**What you are asked to do**
Find every line with the string "through" in the material below and copy it.

**Given records**
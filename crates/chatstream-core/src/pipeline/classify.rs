use std::borrow::Cow;

use serde_json::Value;
use tracing::debug;

use super::repair::{close_truncated_json, repair_frame, unwrap_nested_data_prefix};
use super::splitter::RawFrame;

const DATA_PREFIX: &str = "data:";
const DONE_SENTINEL: &str = "[DONE]";
const COMPLETION_MARKERS: [&str; 4] = [DONE_SENTINEL, "event:done", "event: done", r#""name":"done""#];
const COMPLETION_FLAGS: [&str; 3] = ["done", "finished", "complete"];
/// SSE field lines that carry nothing for this pipeline once repaired.
const SSE_FIELD_PREFIXES: [&str; 3] = ["event:", "id:", "retry:"];

pub const DEFAULT_KEEP_ALIVE: &str = ": keep-alive";

/// Body of a `data:` frame.
#[derive(Clone, Debug, PartialEq)]
pub enum SseBody {
    Json(Value),
    /// Body that did not parse as JSON; kept as literal text.
    Text(String),
}

/// Signal carried by an ignored frame.
#[derive(Clone, Copy, Debug, PartialEq, Eq)]
pub enum Signal {
    /// Completion was detected; the normalizer must emit `Done`.
    Done,
    /// Pure noise.
    None,
}

/// Result of repairing and classifying one frame.
#[derive(Clone, Debug, PartialEq)]
pub enum ClassifiedPayload {
    /// `data:` frame.
    Sse(SseBody),
    /// Bare JSON object line from an NDJSON-style backend.
    Json(Value),
    /// Non-SSE text (degraded mode).
    Plain(String),
    /// Keep-alive literal, or a JSON `isWaitQueuing: true` notice.
    KeepAlive,
    Ignored(Signal),
}

/// One deny rule: matches when every substring is present.
#[derive(Clone, Debug, Default, PartialEq, Eq, serde::Serialize, serde::Deserialize)]
pub struct DenyRule {
    pub all_of: Vec<String>,
}

impl DenyRule {
    pub fn new<I, S>(parts: I) -> Self
    where
        I: IntoIterator<Item = S>,
        S: Into<String>,
    {
        Self {
            all_of: parts.into_iter().map(Into::into).collect(),
        }
    }

    fn matches(&self, text: &str) -> bool {
        !self.all_of.is_empty() && self.all_of.iter().all(|part| text.contains(part.as_str()))
    }
}

/// Known noise phrases: diagnostic dumps and generation-complete banners.
///
/// Heuristics are substring based and kept in this one place so they can be
/// replaced through configuration.
#[derive(Clone, Debug, PartialEq, Eq, serde::Serialize, serde::Deserialize)]
#[serde(default)]
pub struct NoiseFilter {
    /// Frames matching any rule are dropped entirely.
    pub deny_rules: Vec<DenyRule>,
    /// Banners dropped as whole frames in text mode and stripped from
    /// extracted content.
    pub banners: Vec<String>,
}

impl Default for NoiseFilter {
    fn default() -> Self {
        Self {
            deny_rules: vec![DenyRule::new(["思考过程", "嗯，用户是个"])],
            banners: vec!["生成完成".to_string()],
        }
    }
}

impl NoiseFilter {
    /// A filter that lets everything through.
    pub fn none() -> Self {
        Self {
            deny_rules: Vec::new(),
            banners: Vec::new(),
        }
    }

    pub fn is_denied(&self, text: &str) -> bool {
        self.deny_rules.iter().any(|rule| rule.matches(text))
    }

    pub fn has_banner(&self, text: &str) -> bool {
        self.banners
            .iter()
            .any(|banner| !banner.is_empty() && text.contains(banner.as_str()))
    }

    /// Removes completion sentinels and banners from text about to be shown.
    pub fn clean<'a>(&self, text: &'a str) -> Cow<'a, str> {
        let mut out = Cow::Borrowed(text);
        for phrase in std::iter::once(DONE_SENTINEL).chain(self.banners.iter().map(String::as_str))
        {
            if !phrase.is_empty() && out.contains(phrase) {
                out = Cow::Owned(out.replace(phrase, ""));
            }
        }
        out
    }
}

/// True when the text carries any textual completion signal: `[DONE]`
/// anywhere, `event:done` / `event: done`, or `"name":"done"`.
pub fn is_completion_signal(text: &str) -> bool {
    COMPLETION_MARKERS.iter().any(|marker| text.contains(*marker))
}

/// True when a parsed JSON object sets any of `done`, `finished` or
/// `complete` to `true`.
pub fn json_signals_completion(value: &Value) -> bool {
    COMPLETION_FLAGS
        .iter()
        .any(|flag| value.get(*flag).and_then(Value::as_bool) == Some(true))
}

fn json_signals_wait(value: &Value) -> bool {
    value.get("isWaitQueuing").and_then(Value::as_bool) == Some(true)
}

/// Repairs a frame and decides what kind of payload it carries.
#[derive(Clone, Debug)]
pub struct Classifier {
    noise: NoiseFilter,
    keep_alive: String,
}

impl Default for Classifier {
    fn default() -> Self {
        Self::new(NoiseFilter::default(), DEFAULT_KEEP_ALIVE)
    }
}

impl Classifier {
    pub fn new(noise: NoiseFilter, keep_alive: impl Into<String>) -> Self {
        Self {
            noise,
            keep_alive: keep_alive.into(),
        }
    }

    pub fn noise(&self) -> &NoiseFilter {
        &self.noise
    }

    pub fn classify(&self, frame: &RawFrame) -> ClassifiedPayload {
        let repaired = repair_frame(frame.as_str());
        let text = repaired.trim();
        if text.is_empty() {
            return ClassifiedPayload::Ignored(Signal::None);
        }
        // Completion wins over every other interpretation of the frame.
        if is_completion_signal(text) {
            return ClassifiedPayload::Ignored(Signal::Done);
        }
        match text.strip_prefix(DATA_PREFIX) {
            Some(body) => self.classify_data(body.trim()),
            None => self.classify_bare(text),
        }
    }

    fn classify_data(&self, body: &str) -> ClassifiedPayload {
        if body.is_empty() || self.noise.is_denied(body) {
            return ClassifiedPayload::Ignored(Signal::None);
        }
        let closed = close_truncated_json(body);
        let candidate = unwrap_nested_data_prefix(&closed);
        match serde_json::from_str::<Value>(&candidate) {
            Ok(value) => classify_json(value, |v| ClassifiedPayload::Sse(SseBody::Json(v))),
            Err(err) => {
                debug!(error = %err, body_len = body.len(), "data frame is not JSON; keeping as text");
                ClassifiedPayload::Sse(SseBody::Text(body.to_string()))
            }
        }
    }

    fn classify_bare(&self, text: &str) -> ClassifiedPayload {
        if text == self.keep_alive {
            return ClassifiedPayload::KeepAlive;
        }
        if text.starts_with(':')
            || SSE_FIELD_PREFIXES.iter().any(|p| text.starts_with(*p))
            || self.noise.is_denied(text)
            || self.noise.has_banner(text)
        {
            return ClassifiedPayload::Ignored(Signal::None);
        }
        if text.starts_with('{')
            && text.ends_with('}')
            && let Ok(value) = serde_json::from_str::<Value>(text)
        {
            return classify_json(value, ClassifiedPayload::Json);
        }
        ClassifiedPayload::Plain(text.to_string())
    }
}

fn classify_json(value: Value, wrap: impl FnOnce(Value) -> ClassifiedPayload) -> ClassifiedPayload {
    if json_signals_completion(&value) {
        ClassifiedPayload::Ignored(Signal::Done)
    } else if json_signals_wait(&value) {
        ClassifiedPayload::KeepAlive
    } else {
        wrap(value)
    }
}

**Exercise output**
/// replaced through configuration.
    /// A filter that lets everything through.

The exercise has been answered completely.